Concomitant Myeloproliferative Disorders (MPD) and Amyloidosis

Background: The combination of MPD and amyloidosis is rare, and this patient population's clinical outcome is not well studied.

Methods: Pts with a MPD and amyloidosis were identified via an clinical note search engine that searches through the electronic medical records of patients seen at Mayo Clinic Rochester, Jacksonville, and Scottsdale between 1990 and 2016. Terms used included amyloid or amyloidosis, chronic myelogenous leukemia or CML, essential thrombocytopenia or ET, and polycythemia vera or PV. Demographic and clinical data were abstracted from the medical record. Pts with both disorders were analyzed and their mortality rates along with median time to death were calculated. Prevalences at the Mayo Clinic were calculated for the years 2014 and 2015.

Results: Twenty-three pts diagnosed with both a MPD and amyloidosis were identified. Thirteen (56.5%) were male, 10 (43%) were female. Eleven (47.8%) were initially diagnosed at the Mayo Clinic. Types of amyloidosis were as follows: Eleven (47%) had immunoglobulin light-chain (AL), four had localized (17%), two (8.7%) had wild-type transthyretin (ATTR), one (4.3%) had mutant ATTR, and five (21.8%) were unknown. Types of MPD were as follows: Seven (30%) had polycythemia vera (PV), seven (30%) had chronic myelogenous leukemia (CML), five (22%) had myelofibrosis, and four (17%) had essential thrombocytosis (ET). Fifteen (65%) were initially diagnosed with a MPD. Median time to last follow-up from second diagnosis was 1.7 years, and median time to death following second diagnosis was 1.4 years. The mortality rate was 87% in the total population. The median time to death for AL and PV was 2.7 years, AL and CML 1.0 years, and AL and ET 1.17 years. Myelofibrosis did not occur with AL. The most common combination was AL and PV, which accounted for five (22%) of the cases.
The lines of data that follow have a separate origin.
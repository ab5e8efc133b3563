//! Position arithmetic and range edits on [`Document`].
//!
//! Formatting commands work on linear text offsets (characters of text
//! content before a point) so that a selection can be re-resolved after the
//! tree underneath it has been split, wrapped and merged. Structural edits
//! (deletion, insertion, block splits) work on element boundaries instead.

use crate::dom::{Document, NodeId};
use crate::html::{self, HtmlNode};
use crate::types::{Position, SelectionRange, SnapDirection};

impl Document {
    /// Whether a position points at a live node with an in-range offset.
    pub fn is_valid_position(&self, pos: &Position) -> bool {
        if !self.contains(pos.node) {
            return false;
        }
        if self.is_text(pos.node) {
            pos.offset <= self.char_len(pos.node)
        } else {
            pos.offset <= self.children(pos.node).len()
        }
    }

    pub fn is_valid_range(&self, range: &SelectionRange) -> bool {
        self.is_valid_position(&range.anchor) && self.is_valid_position(&range.focus)
    }

    /// The end of the body: after the root's last child.
    pub fn end_position(&self) -> Position {
        Position::new(self.root(), self.children(self.root()).len())
    }

    /// Child-index path from the root down to `id`.
    fn path(&self, id: NodeId) -> Option<Vec<usize>> {
        let mut path = Vec::new();
        let mut cur = id;
        while cur != self.root() {
            path.push(self.index_in_parent(cur)?);
            cur = self.parent(cur)?;
        }
        path.reverse();
        Some(path)
    }

    /// Sort key for a boundary point. Keys compare lexicographically in
    /// document order.
    fn key(&self, pos: &Position) -> Option<Vec<usize>> {
        let mut key = self.path(pos.node)?;
        key.push(pos.offset);
        Some(key)
    }

    /// The range's endpoints in document order, or `None` if either is stale.
    pub fn ordered(&self, range: &SelectionRange) -> Option<(Position, Position)> {
        if !self.is_valid_range(range) {
            return None;
        }
        let a = self.key(&range.anchor)?;
        let f = self.key(&range.focus)?;
        if a <= f {
            Some((range.anchor, range.focus))
        } else {
            Some((range.focus, range.anchor))
        }
    }

    /// Characters of text before `id` in document order.
    fn text_before(&self, id: NodeId) -> usize {
        let mut total = 0;
        let mut cur = id;
        while cur != self.root() {
            let (Some(parent), Some(idx)) = (self.parent(cur), self.index_in_parent(cur)) else {
                break;
            };
            total += self.children(parent)[..idx]
                .iter()
                .map(|&s| self.text_len(s))
                .sum::<usize>();
            cur = parent;
        }
        total
    }

    /// Linear text offset of a position.
    pub fn text_offset(&self, pos: &Position) -> Option<usize> {
        if !self.is_valid_position(pos) {
            return None;
        }
        let before = self.text_before(pos.node);
        if self.is_text(pos.node) {
            return Some(before + pos.offset);
        }
        let inside: usize = self.children(pos.node)[..pos.offset]
            .iter()
            .map(|&c| self.text_len(c))
            .sum();
        Some(before + inside)
    }

    /// Total characters of text in the body.
    pub fn total_text_len(&self) -> usize {
        self.text_len(self.root())
    }

    /// Resolve a linear text offset back into a position inside a text node.
    ///
    /// Offsets past the end, or a body without text, land at the end of the
    /// body.
    pub fn position_at(&self, offset: usize, snap: SnapDirection) -> Position {
        let mut spans = Vec::new();
        let mut start = 0;
        for node in self.text_nodes() {
            let len = self.char_len(node);
            spans.push((node, start, start + len));
            start += len;
        }
        let forward = || {
            spans
                .iter()
                .find(|&&(_, s, e)| s <= offset && offset < e)
                .map(|&(n, s, _)| Position::new(n, offset - s))
        };
        let backward = || {
            spans
                .iter()
                .find(|&&(_, s, e)| s < offset && offset <= e)
                .map(|&(n, s, _)| Position::new(n, offset - s))
        };
        let found = match snap {
            SnapDirection::Forward => forward().or_else(backward),
            SnapDirection::Backward => backward().or_else(forward),
        };
        found.unwrap_or_else(|| self.end_position())
    }

    /// Re-resolve a text-offset range: start snaps forward, end backward, so
    /// both stay inside the selected runs.
    pub fn range_at(&self, start: usize, end: usize) -> SelectionRange {
        if start == end {
            return SelectionRange::caret(self.position_at(start, SnapDirection::Forward));
        }
        SelectionRange::new(
            self.position_at(start, SnapDirection::Forward),
            self.position_at(end, SnapDirection::Backward),
        )
    }

    /// The text between two linear offsets.
    pub fn slice_text(&self, start: usize, end: usize) -> String {
        self.text_content(self.root())
            .chars()
            .skip(start)
            .take(end.saturating_sub(start))
            .collect()
    }

    /// Split text nodes so that `[start, end)` is covered exactly by whole
    /// text nodes, returned in document order.
    pub fn isolate_text_range(&mut self, start: usize, end: usize) -> Vec<NodeId> {
        let mut runs = Vec::new();
        if start >= end {
            return runs;
        }
        let mut pos = 0;
        for node in self.text_nodes() {
            let len = self.char_len(node);
            let (s, e) = (pos, pos + len);
            pos = e;
            if e <= start || s >= end || len == 0 {
                continue;
            }
            let local_start = start.max(s) - s;
            let local_end = end.min(e) - s;
            self.split_text(node, local_end);
            let run = if local_start > 0 {
                match self.split_text(node, local_start) {
                    Some(right) => right,
                    None => continue,
                }
            } else {
                node
            };
            runs.push(run);
        }
        runs
    }

    /// Turn a position into an element boundary, splitting a text node when
    /// the position is strictly inside it.
    ///
    /// The boundary is returned as (parent, node after it) so it survives
    /// sibling insertions made by a later split.
    fn boundary(&mut self, pos: &Position) -> Option<(NodeId, Option<NodeId>)> {
        if self.is_text(pos.node) {
            let parent = self.parent(pos.node)?;
            let len = self.char_len(pos.node);
            let after = if pos.offset == 0 {
                Some(pos.node)
            } else if pos.offset >= len {
                self.next_sibling(pos.node)
            } else {
                self.split_text(pos.node, pos.offset)
            };
            Some((parent, after))
        } else {
            let after = self.children(pos.node).get(pos.offset).copied();
            Some((pos.node, after))
        }
    }

    fn boundary_index(&self, parent: NodeId, after: Option<NodeId>) -> usize {
        after
            .and_then(|n| self.index_in_parent(n))
            .unwrap_or_else(|| self.children(parent).len())
    }

    /// Delete everything between `start` and `end` (document order), and
    /// return the collapsed element boundary where they met.
    ///
    /// Nodes wholly inside the range are removed; text nodes cut by an
    /// endpoint are split first. Partially covered elements stay.
    pub fn delete_range(&mut self, start: &Position, end: &Position) -> Option<Position> {
        let (end_parent, end_after) = self.boundary(end)?;
        let (start_parent, start_after) = self.boundary(start)?;
        let start_index = self.boundary_index(start_parent, start_after);
        let start_pos = Position::new(start_parent, start_index);
        let end_pos = Position::new(end_parent, self.boundary_index(end_parent, end_after));

        let start_key = self.key(&start_pos)?;
        let end_key = self.key(&end_pos)?;
        if start_key >= end_key {
            return Some(start_pos);
        }

        let mut doomed = Vec::new();
        let mut stack: Vec<NodeId> = self.children(self.root()).iter().rev().copied().collect();
        while let Some(node) = stack.pop() {
            let Some(before) = self.path(node) else {
                continue;
            };
            let mut after = before.clone();
            if let Some(last) = after.last_mut() {
                *last += 1;
            }
            if before >= start_key && after <= end_key {
                doomed.push(node);
            } else if before < end_key && after > start_key {
                stack.extend(self.children(node).iter().rev());
            }
        }
        for node in doomed {
            self.remove(node);
        }
        Some(start_pos)
    }

    /// Delete the selected content of a range, returning the caret boundary.
    pub fn delete_selection(&mut self, range: &SelectionRange) -> Option<Position> {
        let (start, end) = self.ordered(range)?;
        if start == end {
            return self.delete_range(&start, &start);
        }
        self.delete_range(&start, &end)
    }

    /// Wrap the run of inline root children around `index` in a `<p>`.
    ///
    /// Returns the paragraph and the index inside it that corresponds to
    /// the old root-level index.
    fn wrap_root_inline_run(&mut self, index: usize) -> Option<(NodeId, usize)> {
        let root = self.root();
        let children = self.children(root).to_vec();
        let is_inline = |doc: &Self, n: NodeId| !doc.tag(n).is_some_and(html::is_block);
        let mut first = index.min(children.len());
        while first > 0 && is_inline(self, children[first - 1]) {
            first -= 1;
        }
        let mut last = index.min(children.len());
        while last < children.len() && is_inline(self, children[last]) {
            last += 1;
        }
        let p = self.create_element("p", &[]);
        self.insert_child(root, first, p);
        for &child in &children[first..last] {
            self.append_child(p, child);
        }
        Some((p, index - first))
    }

    /// Break the enclosing block at an element boundary.
    ///
    /// Root-level inline content is first gathered into a paragraph. Halves
    /// left without content receive a `<br>` so they keep their height.
    /// Returns the new right-hand block.
    pub fn split_block(&mut self, at: &Position) -> Option<NodeId> {
        let (mut container, mut index) = (at.node, at.offset);
        if container == self.root() {
            let children = self.children(container);
            let touches_inline = [index.checked_sub(1), Some(index)]
                .into_iter()
                .flatten()
                .filter_map(|i| children.get(i))
                .any(|&n| !self.tag(n).is_some_and(html::is_block));
            if !touches_inline {
                // Between two blocks: start a fresh empty paragraph.
                let p = self.create_element("p", &[]);
                let br = self.create_element("br", &[]);
                self.append_child(p, br);
                self.insert_child(container, index, p);
                return Some(p);
            }
            let (p, idx) = self.wrap_root_inline_run(index)?;
            container = p;
            index = idx;
        }
        let block = match self.nearest_block(container) {
            Some(block) => block,
            None => {
                // Inline element directly under the root.
                let top = *self
                    .ancestors(container)
                    .last()
                    .unwrap_or(&container);
                let top_index = self.index_in_parent(top)?;
                let (p, _) = self.wrap_root_inline_run(top_index)?;
                p
            }
        };
        let right = self.split_at(container, index, block)?;
        for half in [block, right] {
            if !self.has_content(half) {
                for child in self.children(half).to_vec() {
                    self.remove(child);
                }
                let br = self.create_element("br", &[]);
                self.append_child(half, br);
            }
        }
        Some(right)
    }

    /// Insert markup nodes at an element boundary and return the boundary
    /// just after them.
    ///
    /// When the nodes contain block-level elements and the boundary sits in
    /// a block, the block is split and the nodes go between the halves;
    /// halves left empty are dropped.
    pub fn insert_nodes(&mut self, at: &Position, nodes: &[HtmlNode]) -> Option<Position> {
        let has_block = nodes.iter().any(HtmlNode::contains_block);
        let (mut parent, mut index) = (at.node, at.offset);

        if has_block && parent != self.root() {
            let right = self.split_block(at)?;
            let left = self.index_in_parent(right).and_then(|i| {
                let p = self.parent(right)?;
                self.children(p).get(i.checked_sub(1)?).copied()
            });
            parent = self.parent(right)?;
            index = self.index_in_parent(right)?;
            if !self.has_content(right) {
                self.remove(right);
            }
            if let Some(left) = left
                && !self.has_content(left)
            {
                self.remove(left);
                index -= 1;
            }
        }

        for node in nodes {
            let id = self.import(node);
            self.insert_child(parent, index, id);
            index += 1;
        }
        Some(Position::new(parent, index))
    }
}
Treatment regimens for the patients with AL were varied. Multiple drugs were combined with dexamethasone including melphalan, velcade, pomalidomide, lenalidomide, doxorubicin, and revlimid. Cyclophosphamide, bortezomib, and dexamethasone (CyBorD) were used in two cases. The mean time to diagnosis of amyloidosis from symptom onset was 10.3 months.

Prevalences of AL and a MPD in 2014 and 2015 at the Mayo Clinic were 2.8% and 1.5%, respectively.

Conclusions: The mortality rate for the combined diagnoses is high. The most common combination of diagnoses was that of AL and PV, which was associated with a mean time to death of 2.7 years.